A la faveur d’un entretien, Gustave Assah, Coordonnateur de la Task-force citoyenne de la Cedeao pour la gouvernance et la paix a salué la création de la Cour des comptes, après la modification de la constitution béninoise, le 31 octobre dernier, par l’Assemblée nationale. Pour l’ancien patron de Social Watch Bénin, même si cette Cour des comptes est le fruit d’une Assemblée monocolore, elle constitue néanmoins une avancée notable en matière de bonne gouvernance et de lutte contre la corruption. Entretien !!!
QQ: La société civile a tout le temps souhaité la création de la Cour des comptes. L’amendement constitutionnelle intervenue au seuil du mois de novembre l’a consacré. Quels commentaires vous en faites, en votre qualité de coordonnateur de la Task-force citoyenne de la Cedeao pour la gouvernance et la paix ?
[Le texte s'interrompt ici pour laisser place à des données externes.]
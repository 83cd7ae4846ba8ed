//! Login against the CMS's JWT authentication endpoint.

use anyhow::{Context, Result};
use reqwest::Client;
use serde::Serialize;
use tracing::{info, warn};

use super::session::SessionUser;
use crate::config::Config;
use crate::constants::CMS_USER_AGENT;
use crate::wordpress::authoring::send_json;
use crate::wordpress::client::endpoint;
use crate::wordpress::models::JwtToken;
use crate::wordpress::{FetchError, WpUser};

const TOKEN_PATH: &str = "/wp-json/jwt-auth/v1/token";

#[derive(Serialize)]
struct Credentials<'a> {
    username: &'a str,
    password: &'a str,
}

/// A successful login: the account and its bearer token.
#[derive(Debug, Clone)]
pub struct Login {
    pub user: SessionUser,
    pub token: String,
}

#[derive(Debug, Clone)]
pub struct WordPressAuthenticator {
    http: Client,
    site_url: String,
    api_url: String,
}

impl WordPressAuthenticator {
    /// # Errors
    ///
    /// Returns an error if the HTTP client cannot be built.
    pub fn new(config: &Config) -> Result<Self> {
        let http = Client::builder()
            .user_agent(CMS_USER_AGENT)
            .timeout(config.request_timeout)
            .build()
            .context("Failed to build HTTP client")?;

        Ok(Self {
            http,
            site_url: config.wordpress_site_url.clone(),
            api_url: config.wordpress_api_url.clone(),
        })
    }

    /// Exchange credentials for a token, then load the account behind it.
    ///
    /// # Errors
    ///
    /// Returns an error if either step fails or is rejected.
    pub async fn login(&self, username: &str, password: &str) -> Result<Login, FetchError> {
        let url = endpoint(&self.site_url, TOKEN_PATH)?;
        let request = self
            .http
            .post(url.clone())
            .json(&Credentials { username, password });
        let jwt: JwtToken = send_json(request, url.as_str())
            .await
            .inspect_err(|e| warn!(username = %username, "Login rejected: {e}"))?;

        let user = self.current_user(&jwt.token).await?;
        info!(user_id = user.id, roles = ?user.roles, "User signed in");

        Ok(Login {
            user,
            token: jwt.token,
        })
    }

    /// # Errors
    ///
    /// Returns an error if the request fails or the token is not accepted.
    pub async fn current_user(&self, token: &str) -> Result<SessionUser, FetchError> {
        let mut url = endpoint(&self.api_url, "/users/me")?;
        url.query_pairs_mut().append_pair("context", "edit");
        let request = self.http.get(url.clone()).bearer_auth(token);
        let user: WpUser = send_json(request, url.as_str())
            .await
            .inspect_err(|e| warn!("Failed to load signed-in user: {e}"))?;
        Ok(SessionUser::from(user))
    }
}
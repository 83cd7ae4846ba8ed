//! Sign-in and access pages.

use maud::{html, Markup};

use super::layout;
use crate::auth::Session;
use crate::components::{Alert, BaseLayout, Form, FormGroup, HiddenInput, Input};

/// Render the sign-in page.
///
/// `next` is carried through the form so a successful sign-in returns to
/// the page that asked for it.
#[must_use]
pub fn render_signin_page(error: Option<&str>, next: Option<&str>) -> Markup {
    let fields = html! {
        @if let Some(next) = next {
            (HiddenInput::new("next", next))
        }
        (FormGroup::new(
            "Username or email",
            "username",
            html! { (Input::text("username").id("username").required().autocomplete("username")) },
        ))
        (FormGroup::new(
            "Password",
            "password",
            html! { (Input::password("password").id("password").required().autocomplete("current-password")) },
        ))
        button type="submit" { "Sign in" }
    };

    let content = html! {
        div class="auth-container" {
            h1 { "Sign in" }
            p { "Sign in with your Maple Epoch author account." }
            @if let Some(error) = error {
                (Alert::error(error))
            }
            (Form::post("/auth/signin", fields))
        }
    };

    BaseLayout::new("Sign in", None).render(content)
}

#[must_use]
pub fn render_unauthorized_page(session: Option<&Session>) -> Markup {
    let content = html! {
        div class="auth-container" {
            h1 { "Access denied" }
            p { "The author dashboard is only available to accounts with the author role." }
            @if session.is_none() {
                p { a href="/auth/signin" { "Sign in" } " with an author account to continue." }
            }
            p { a href="/" { "Back to the front page" } }
        }
    };

    layout("Access denied", session).render(content)
}

#[must_use]
pub fn render_not_found_page(session: Option<&Session>, message: &str) -> Markup {
    let content = html! {
        h1 { "Not found" }
        p { (message) }
        p { a href="/" { "Back to the front page" } }
    };

    layout("Not found", session).render(content)
}
use std::sync::{Arc, Mutex, PoisonError};

use futures_util::future::join_all;
use rand::rngs::StdRng;
use rand::SeedableRng;
use tracing::{debug, info, warn};

use super::decorate::transform_post;
use super::fallback::{fallback_post, fallback_post_by_slug, fallback_posts, placeholder_article};
use super::hero::HeroLayout;
use super::models::DisplayPost;
use super::sections::{fetch_size, Section};
use crate::wordpress::{Listing, PostQuery, RawPost, WordPressClient};

/// Category slugs tried, in order, for the editors' picks section.
pub const EDITORS_PICKS_CATEGORIES: [&str; 2] = ["editors-picks", "editor-picks"];

/// Posts pulled for the hero before arranging.
const HERO_POOL: u32 = 20;

/// A hand-placed story: the first post in `category` whose title matches.
#[derive(Debug, Clone, Copy)]
pub struct FeaturedStory {
    pub slug: &'static str,
    pub category: &'static str,
    /// Match if the title contains any of these.
    pub any_of: &'static [&'static str],
    /// Match if the title contains all of these.
    pub all_of: &'static [&'static str],
    /// Fallback article shown when the category yields nothing.
    pub fallback_id: u64,
}

impl FeaturedStory {
    /// Case-insensitive title match.
    #[must_use]
    pub fn matches(&self, title: &str) -> bool {
        let title = title.to_lowercase();
        self.any_of.iter().any(|k| title.contains(k))
            || (!self.all_of.is_empty() && self.all_of.iter().all(|k| title.contains(k)))
    }
}

pub const TECH_ENERGY_STORY: FeaturedStory = FeaturedStory {
    slug: "tech-energy-giants-pennsylvania-ai",
    category: "business",
    any_of: &["pennsylvania", "ai hub"],
    all_of: &["tech", "energy"],
    fallback_id: 2,
};

/// Everything pages read goes through here.
///
/// This is the only place where fallback data replaces remote content.
#[derive(Debug, Clone)]
pub struct ContentService {
    client: WordPressClient,
    rng: Arc<Mutex<StdRng>>,
}

impl ContentService {
    #[must_use]
    pub fn new(client: WordPressClient) -> Self {
        Self::with_rng(client, StdRng::from_entropy())
    }

    /// Use a specific RNG for decorative fields, e.g. a seeded one in tests.
    #[must_use]
    pub fn with_rng(client: WordPressClient, rng: StdRng) -> Self {
        Self {
            client,
            rng: Arc::new(Mutex::new(rng)),
        }
    }

    #[must_use]
    pub fn client(&self) -> &WordPressClient {
        &self.client
    }

    fn transform_all(&self, posts: &[RawPost]) -> Vec<DisplayPost> {
        let mut rng = self.rng.lock().unwrap_or_else(PoisonError::into_inner);
        posts.iter().map(|p| transform_post(p, &mut *rng)).collect()
    }

    fn transform_one(&self, post: &RawPost) -> DisplayPost {
        let mut rng = self.rng.lock().unwrap_or_else(PoisonError::into_inner);
        transform_post(post, &mut *rng)
    }

    fn to_display(&self, listing: Listing<RawPost>, limit: u32) -> Listing<DisplayPost> {
        match listing {
            Listing::Found(mut posts) => {
                posts.truncate(limit as usize);
                Listing::Found(self.transform_all(&posts))
            }
            Listing::Empty => Listing::Empty,
            Listing::Unavailable(e) => Listing::Unavailable(e),
        }
    }

    /// The `limit` most recent posts.
    pub async fn latest_headlines(&self, limit: u32) -> Listing<DisplayPost> {
        let query = PostQuery::default().per_page(limit);
        let listing = Listing::from_result(self.client.get_posts(&query).await);
        self.to_display(listing, limit)
    }

    /// Up to `limit` posts from a category, picked from a larger fetch.
    pub async fn category_posts(&self, slug: &str, limit: u32) -> Listing<DisplayPost> {
        let listing = self
            .client
            .get_posts_by_category(slug, fetch_size(limit))
            .await;
        self.to_display(listing, limit)
    }

    /// Editors' picks: the first non-empty of the picks categories, sticky
    /// posts and the most recent posts. Every result is featured.
    pub async fn editors_picks(&self, limit: u32) -> Listing<DisplayPost> {
        let mut last = Listing::Empty;

        for slug in EDITORS_PICKS_CATEGORIES {
            let listing = self
                .client
                .get_posts_by_category(slug, fetch_size(limit))
                .await;
            if listing.is_found() {
                debug!(category = %slug, "Editors' picks from category");
                return self.to_display(listing, limit).map(mark_featured);
            }
            last = listing;
        }

        let stages = [
            ("sticky", PostQuery::default().sticky().per_page(fetch_size(limit))),
            ("recent", PostQuery::default().per_page(fetch_size(limit))),
        ];
        for (stage, query) in stages {
            let listing = Listing::from_result(self.client.get_posts(&query).await);
            if listing.is_found() {
                debug!(stage, "Editors' picks from posts");
                return self.to_display(listing, limit).map(mark_featured);
            }
            if let Listing::Unavailable(e) = &listing {
                warn!(stage, "Editors' picks stage failed: {e}");
            }
            last = listing;
        }

        match last {
            Listing::Unavailable(e) => Listing::Unavailable(e),
            _ => Listing::Empty,
        }
    }

    pub async fn section(&self, section: Section, limit: u32) -> Listing<DisplayPost> {
        let limit = limit.max(1);
        match section {
            Section::LatestHeadlines => self.latest_headlines(limit).await,
            Section::EditorsPicks => self.editors_picks(limit).await,
            other => {
                let slug = other.category_slug().unwrap_or(other.slug());
                self.category_posts(slug, limit).await
            }
        }
    }

    /// A section's posts, or fallback posts if it has none.
    pub async fn section_or_fallback(&self, section: Section, limit: u32) -> Vec<DisplayPost> {
        let limit = limit.max(1);
        match self.section(section, limit).await {
            Listing::Found(posts) => posts,
            Listing::Empty => {
                debug!(section = %section.slug(), "Section empty, using fallback posts");
                fallback_section(section, limit)
            }
            Listing::Unavailable(e) => {
                info!(section = %section.slug(), "Section unavailable, using fallback posts: {e}");
                fallback_section(section, limit)
            }
        }
    }

    /// Fetch several sections concurrently, each at its default limit.
    pub async fn sections(&self, sections: &[Section]) -> Vec<(Section, Vec<DisplayPost>)> {
        let posts = join_all(
            sections
                .iter()
                .map(|&s| self.section_or_fallback(s, s.default_limit())),
        )
        .await;
        sections.iter().copied().zip(posts).collect()
    }

    /// Article by id: remote post, else fallback entry, else a placeholder.
    pub async fn article(&self, id: u64) -> DisplayPost {
        match self.client.get_post(id).await {
            Ok(post) => return self.transform_one(&post),
            Err(e) if e.is_not_found() => debug!(id, "Post not found on CMS"),
            Err(e) => warn!(id, "Error fetching post: {e}"),
        }

        if let Some(post) = fallback_post(id) {
            return post.clone();
        }

        debug!(id, "Generating placeholder article");
        let mut rng = self.rng.lock().unwrap_or_else(PoisonError::into_inner);
        placeholder_article(id, &mut *rng)
    }

    /// Article by slug: remote post, else fallback entry, else `None`.
    pub async fn article_by_slug(&self, slug: &str) -> Option<DisplayPost> {
        match self.client.get_post_by_slug(slug).await {
            Ok(post) => return Some(self.transform_one(&post)),
            Err(e) if e.is_not_found() => debug!(slug, "No post with slug"),
            Err(e) => warn!(slug, "Error fetching post by slug: {e}"),
        }
        fallback_post_by_slug(slug).cloned()
    }

    /// The first matching post in the story's category, else the first post
    /// there, else `None`.
    pub async fn featured_story(&self, story: &FeaturedStory) -> Option<DisplayPost> {
        let posts = self
            .client
            .get_posts_by_category(story.category, fetch_size(1))
            .await
            .into_vec();

        let chosen = posts
            .iter()
            .find(|p| story.matches(&p.title.rendered))
            .or_else(|| posts.first())?;
        Some(self.transform_one(chosen))
    }

    /// Hero arrangement of recent posts, or of the fallback set when no
    /// recent post is in a hero category.
    pub async fn hero(&self) -> Option<HeroLayout> {
        let recent = self.latest_headlines(HERO_POOL).await.into_vec();
        HeroLayout::arrange(&recent).or_else(|| HeroLayout::arrange(fallback_posts()))
    }
}

fn mark_featured(mut post: DisplayPost) -> DisplayPost {
    post.featured = true;
    post
}

fn fallback_section(section: Section, limit: u32) -> Vec<DisplayPost> {
    let posts = fallback_posts().iter().take(limit as usize).cloned();
    match section {
        Section::EditorsPicks => posts.map(mark_featured).collect(),
        _ => posts.collect(),
    }
}

#[cfg(test)]
mod tests {
    use super::*;

    #[test]
    fn test_tech_energy_story_matching() {
        let story = TECH_ENERGY_STORY;
        assert!(story.matches("Pennsylvania lands a data center"));
        assert!(story.matches("State pitches itself as an AI Hub"));
        assert!(story.matches("Big Tech signs energy deals"));
        assert!(!story.matches("Tech earnings beat estimates"));
        assert!(!story.matches("Energy prices fall"));
    }

    #[test]
    fn test_fallback_section_respects_limit() {
        assert_eq!(fallback_section(Section::Canada, 1).len(), 1);
        assert_eq!(fallback_section(Section::DailyMaple, 3).len(), 3);
        assert_eq!(fallback_section(Section::DailyMaple, 50).len(), 6);
    }

    #[test]
    fn test_fallback_editors_picks_are_featured() {
        let picks = fallback_section(Section::EditorsPicks, 6);
        assert!(picks.iter().all(|p| p.featured));
    }
}
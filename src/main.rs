use std::sync::Arc;

use anyhow::{Context, Result};
use tokio_util::sync::CancellationToken;
use tracing::{error, info};
use tracing_subscriber::{layer::SubscriberExt, util::SubscriberInitExt, EnvFilter};

use maple_epoch_news::auth::cleanup::run_cleanup_worker;
use maple_epoch_news::config::Config;
use maple_epoch_news::web::{self, AppState};
use maple_epoch_news::wordpress::FetchCache;

#[tokio::main]
async fn main() {
    if let Err(e) = run().await {
        error!("Fatal error: {e:#}");
        std::process::exit(1);
    }
}

async fn run() -> Result<()> {
    // Load .env file if present
    let _ = dotenvy::dotenv();

    init_tracing()?;

    info!("Starting maple-epoch-news");

    let config = Config::from_env().context("Failed to load configuration")?;
    config.validate().context("Invalid configuration")?;

    info!(
        api_url = %config.wordpress_api_url,
        cache_ttl_secs = config.cache_ttl.as_secs(),
        "Configuration loaded"
    );

    let cache = Arc::new(FetchCache::new(config.cache_ttl));
    let state = AppState::new(config, cache).context("Failed to initialize application state")?;

    let shutdown = CancellationToken::new();

    let cleanup_handle = tokio::spawn(run_cleanup_worker(
        state.sessions.clone(),
        state.config.session_cleanup_interval,
        shutdown.clone(),
    ));

    let web_shutdown = shutdown.clone();
    let web_handle = tokio::spawn(async move {
        if let Err(e) = web::serve(state, web_shutdown).await {
            error!("Web server error: {e:#}");
        }
    });

    shutdown_signal().await;

    info!("Shutting down...");

    shutdown.cancel();
    if let Err(e) = web_handle.await {
        error!("Web server task failed: {e}");
    }
    if let Err(e) = cleanup_handle.await {
        error!("Cleanup worker task failed: {e}");
    }

    info!("Shutdown complete");

    Ok(())
}

fn init_tracing() -> Result<()> {
    let filter = EnvFilter::try_from_default_env()
        .unwrap_or_else(|_| EnvFilter::new("info,maple_epoch_news=debug"));

    // Check if JSON logging is requested
    let use_json = std::env::var("LOG_FORMAT")
        .map(|v| matches!(v.to_lowercase().as_str(), "json" | "structured"))
        .unwrap_or(false);

    if use_json {
        // Structured JSON logging for production
        tracing_subscriber::registry()
            .with(filter)
            .with(tracing_subscriber::fmt::layer().json())
            .try_init()
            .map_err(|e| anyhow::anyhow!("Failed to initialize tracing: {e}"))?;
    } else {
        // Pretty-printed logging for development
        tracing_subscriber::registry()
            .with(filter)
            .with(tracing_subscriber::fmt::layer())
            .try_init()
            .map_err(|e| anyhow::anyhow!("Failed to initialize tracing: {e}"))?;
    }

    Ok(())
}

async fn shutdown_signal() {
    let ctrl_c = async {
        tokio::signal::ctrl_c()
            .await
            .expect("Failed to install Ctrl+C handler");
    };

    #[cfg(unix)]
    let terminate = async {
        tokio::signal::unix::signal(tokio::signal::unix::SignalKind::terminate())
            .expect("Failed to install signal handler")
            .recv()
            .await;
    };

    #[cfg(not(unix))]
    let terminate = std::future::pending::<()>();

    tokio::select! {
        () = ctrl_c => {},
        () = terminate => {},
    }
}
use chrono::{DateTime, NaiveDateTime};
use serde::Serialize;

/// A post ready for rendering.
///
/// `views`, `is_trending` and `is_breaking` are decorative; see
/// [`crate::content::decorate`].
#[derive(Debug, Clone, Default, PartialEq, Eq, Serialize)]
#[serde(rename_all = "camelCase")]
pub struct DisplayPost {
    pub id: u64,
    pub title: String,
    pub excerpt: String,
    /// Cleaned HTML body.
    pub content: String,
    pub category: String,
    /// CMS slug of `category`, empty when unknown.
    #[serde(skip)]
    pub category_slug: String,
    pub image: String,
    pub author: String,
    pub read_time: String,
    pub views: String,
    pub publish_date: String,
    pub slug: String,
    pub tags: Vec<String>,
    pub featured: bool,
    pub is_trending: bool,
    pub is_breaking: bool,
}

impl DisplayPost {
    /// Path of the article page for this post.
    #[must_use]
    pub fn url(&self) -> String {
        format!("/article/{}", self.id)
    }

    /// Human-readable publish date, e.g. "May 1, 2024".
    #[must_use]
    pub fn display_date(&self) -> String {
        format_publish_date(&self.publish_date)
    }
}

/// Format a CMS timestamp as e.g. "May 1, 2024".
///
/// Accepts the CMS's timezone-less local timestamps as well as RFC 3339;
/// anything else is returned unchanged.
#[must_use]
pub fn format_publish_date(raw: &str) -> String {
    const FORMAT: &str = "%B %-d, %Y";

    if let Ok(dt) = NaiveDateTime::parse_from_str(raw, "%Y-%m-%dT%H:%M:%S") {
        return dt.format(FORMAT).to_string();
    }
    if let Ok(dt) = DateTime::parse_from_rfc3339(raw) {
        return dt.format(FORMAT).to_string();
    }
    raw.to_string()
}

#[cfg(test)]
mod tests {
    use super::*;

    #[test]
    fn test_display_date_formats() {
        let mut post = DisplayPost {
            publish_date: "2024-05-01T09:30:00".to_string(),
            ..DisplayPost::default()
        };
        assert_eq!(post.display_date(), "May 1, 2024");

        post.publish_date = "2024-12-24T18:00:00+00:00".to_string();
        assert_eq!(post.display_date(), "December 24, 2024");

        post.publish_date = "yesterday".to_string();
        assert_eq!(post.display_date(), "yesterday");
    }

    #[test]
    fn test_serializes_camel_case() {
        let post = DisplayPost {
            id: 3,
            read_time: "2 min read".to_string(),
            is_breaking: true,
            ..DisplayPost::default()
        };
        let json = serde_json::to_value(&post).unwrap();
        assert_eq!(json["readTime"], "2 min read");
        assert_eq!(json["isBreaking"], true);
        assert_eq!(json["publishDate"], "");
    }

    #[test]
    fn test_url() {
        let post = DisplayPost {
            id: 77,
            ..DisplayPost::default()
        };
        assert_eq!(post.url(), "/article/77");
    }
}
Gustave Assah: Avant tout propos, je tiens à faire remarquer le caractère opaque de cet amendement de la Constitution du 11 décembre 1990. En l’absence d’une opposition parlementaire à l’Assemblée nationale, le débat populaire et public aurait dû éviter les suspicions et la division de la nation. Ce qui a fait que nous avons raté une occasion pour consolider la cohésion nationale autour de cette initiative de modification de ce qui définit notre vivre ensemble.
Pour revenir à votre question, nous notons qu’il y a des dispositions sur lesquelles tout le monde ou presque s’accorde. Parmi elles, celle que nous saluons à la coordination de la Task-force citoyenne de la Cedeao pour la gouvernance et la paix, sont relatives à cellesconsacrent la Cour des comptesau Bénin.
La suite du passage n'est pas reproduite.